The Justice Party in Triplicane
A walk during Madras Week
by Sriram V.

It was documentary film-maker and photographer S. Anwar who first introduced me to Govi Lenin of Nakkeeran publications and his associate Prince Ennares Periyar. They were greatly interested in doing a walk connected with the Justice Party, he said, and wanted to know if Madras Musings would lend its name to it. I had a meeting with them and found that they had two routes in mind – one around T’Nagar where many of that party’s leaders are commemorated by name, and the other through Triplicane, where much of the party’s history actually took place. After a brief discussion we decided on the latter route for August 16th and agreed that it would be one of the walks done by Madras Musings for Madras Week.

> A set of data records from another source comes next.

// SPDX-License-Identifier: MIT
// Copyright 2026 Roland Dreier <roland@rolandd.dev>

//! Activity CRUD routes.
//!
//! Extractor rejections are converted to `AppError` so malformed ids and
//! bodies get the same JSON error body as every other failure.

use crate::error::Result;
use crate::models::{Activity, ActivityPatch};
use crate::AppState;
use axum::{
    extract::{
        rejection::{JsonRejection, PathRejection},
        Path, State,
    },
    http::StatusCode,
    routing::get,
    Json, Router,
};
use std::sync::Arc;
use uuid::Uuid;

pub fn routes() -> Router<Arc<AppState>> {
    Router::new()
        .route("/api/activities", get(list_activities).post(create_activity))
        .route(
            "/api/activities/{id}",
            get(get_activity)
                .put(edit_activity)
                .delete(delete_activity),
        )
}

/// List all activities, oldest first.
async fn list_activities(State(state): State<Arc<AppState>>) -> Result<Json<Vec<Activity>>> {
    tracing::debug!("Fetching activities");
    Ok(Json(state.activities.list().await?))
}

/// Get one activity by id.
async fn get_activity(
    State(state): State<Arc<AppState>>,
    id: std::result::Result<Path<Uuid>, PathRejection>,
) -> Result<Json<Activity>> {
    let Path(id) = id?;
    tracing::debug!(activity_id = %id, "Fetching activity");
    Ok(Json(state.activities.details(id).await?))
}

/// Create an activity with a caller-assigned id.
async fn create_activity(
    State(state): State<Arc<AppState>>,
    activity: std::result::Result<Json<Activity>, JsonRejection>,
) -> Result<StatusCode> {
    let Json(activity) = activity?;
    state.activities.create(activity).await?;
    Ok(StatusCode::CREATED)
}

/// Edit an activity. Fields missing from the body keep their stored value.
async fn edit_activity(
    State(state): State<Arc<AppState>>,
    id: std::result::Result<Path<Uuid>, PathRejection>,
    patch: std::result::Result<Json<ActivityPatch>, JsonRejection>,
) -> Result<StatusCode> {
    let Path(id) = id?;
    let Json(patch) = patch?;
    state.activities.edit(id, patch).await?;
    Ok(StatusCode::NO_CONTENT)
}

async fn delete_activity(
    State(state): State<Arc<AppState>>,
    id: std::result::Result<Path<Uuid>, PathRejection>,
) -> Result<StatusCode> {
    let Path(id) = id?;
    state.activities.delete(id).await?;
    Ok(StatusCode::NO_CONTENT)
}
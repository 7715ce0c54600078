use criterion::{criterion_group, criterion_main, Criterion};
use reactivities::client::group_by_date;
use reactivities::models::Activity;
use std::hint::black_box;
use uuid::Uuid;

const ACTIVITY_COUNT: u128 = 5_000;

/// A few activities per day spread over roughly a year, in shuffled order.
fn fixture() -> Vec<Activity> {
    (0..ACTIVITY_COUNT)
        .map(|n| {
            let day = (n * 7919) % 365;
            let date = chrono::NaiveDate::from_yo_opt(2020, day as u32 + 1)
                .and_then(|d| d.and_hms_opt((n % 24) as u32, (n % 60) as u32, 0))
                .expect("valid fixture date");
            Activity {
                id: Uuid::from_u128(n),
                title: format!("Activity {}", n),
                category: "culture".to_string(),
                description: "Benchmark fixture".to_string(),
                date: reactivities::time_utils::format_activity_date(date),
                city: "London".to_string(),
                venue: "Museum".to_string(),
            }
        })
        .collect()
}

fn benchmark_group_by_date(c: &mut Criterion) {
    let activities = fixture();

    c.bench_function("group_by_date_5000", |b| {
        b.iter(|| group_by_date(black_box(activities.clone())))
    });
}

criterion_group!(benches, benchmark_group_by_date);
criterion_main!(benches);
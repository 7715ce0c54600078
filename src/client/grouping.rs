// SPDX-License-Identifier: MIT
// Copyright 2026 Roland Dreier <roland@rolandd.dev>

//! Group activities by calendar day for list rendering.

use crate::models::Activity;
use crate::time_utils::{date_key, parse_activity_date};
use serde::Serialize;
#[cfg(feature = "binding-generation")]
use ts_rs::TS;

/// All activities that start on one calendar day.
#[derive(Debug, Clone, PartialEq, Eq, Serialize)]
#[cfg_attr(feature = "binding-generation", derive(TS))]
#[cfg_attr(
    feature = "binding-generation",
    ts(export, export_to = "client-app/src/app/models/generated/")
)]
pub struct DateGroup {
    /// `YYYY-MM-DD`
    pub date: String,
    pub activities: Vec<Activity>,
}

#[derive(Debug, Clone, PartialEq, Eq, thiserror::Error)]
pub enum GroupingError {
    #[error("Activity {id} has an invalid date: {date:?}")]
    InvalidDate { id: uuid::Uuid, date: String },
}

/// Sort activities by start time and split them into per-day groups.
///
/// Groups come out in chronological order and each group is sorted by
/// timestamp. Equal timestamps keep their input order. A single unparseable
/// date fails the whole projection.
pub fn group_by_date<I>(activities: I) -> Result<Vec<DateGroup>, GroupingError>
where
    I: IntoIterator<Item = Activity>,
{
    let mut dated = activities
        .into_iter()
        .map(|activity| match parse_activity_date(&activity.date) {
            Some(when) => Ok((when, activity)),
            None => Err(GroupingError::InvalidDate {
                id: activity.id,
                date: activity.date.clone(),
            }),
        })
        .collect::<Result<Vec<_>, _>>()?;

    dated.sort_by_key(|(when, _)| *when);

    let mut groups: Vec<DateGroup> = Vec::new();
    for (when, activity) in dated {
        let key = date_key(when);
        match groups.last_mut() {
            Some(group) if group.date == key => group.activities.push(activity),
            _ => groups.push(DateGroup {
                date: key,
                activities: vec![activity],
            }),
        }
    }

    Ok(groups)
}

The morning of the walk saw a fine drizzle, which kept many of the registrants safely in bed. But a few of us made it and were glad that we did, for the tour led by Govi Lenin brought to light several nuggets of Madras history, long forgotten. We began at the City Centre Mall, Radhakrishnan Road. This was once Raju Gramani Thottam and it was here that the Non-Brahmin Manifesto of the South Indian Liberation Front aka Justice Party was released in 1916. This year, therefore, marks the centenary of Dravidian politics, for it was with that party that the movement began.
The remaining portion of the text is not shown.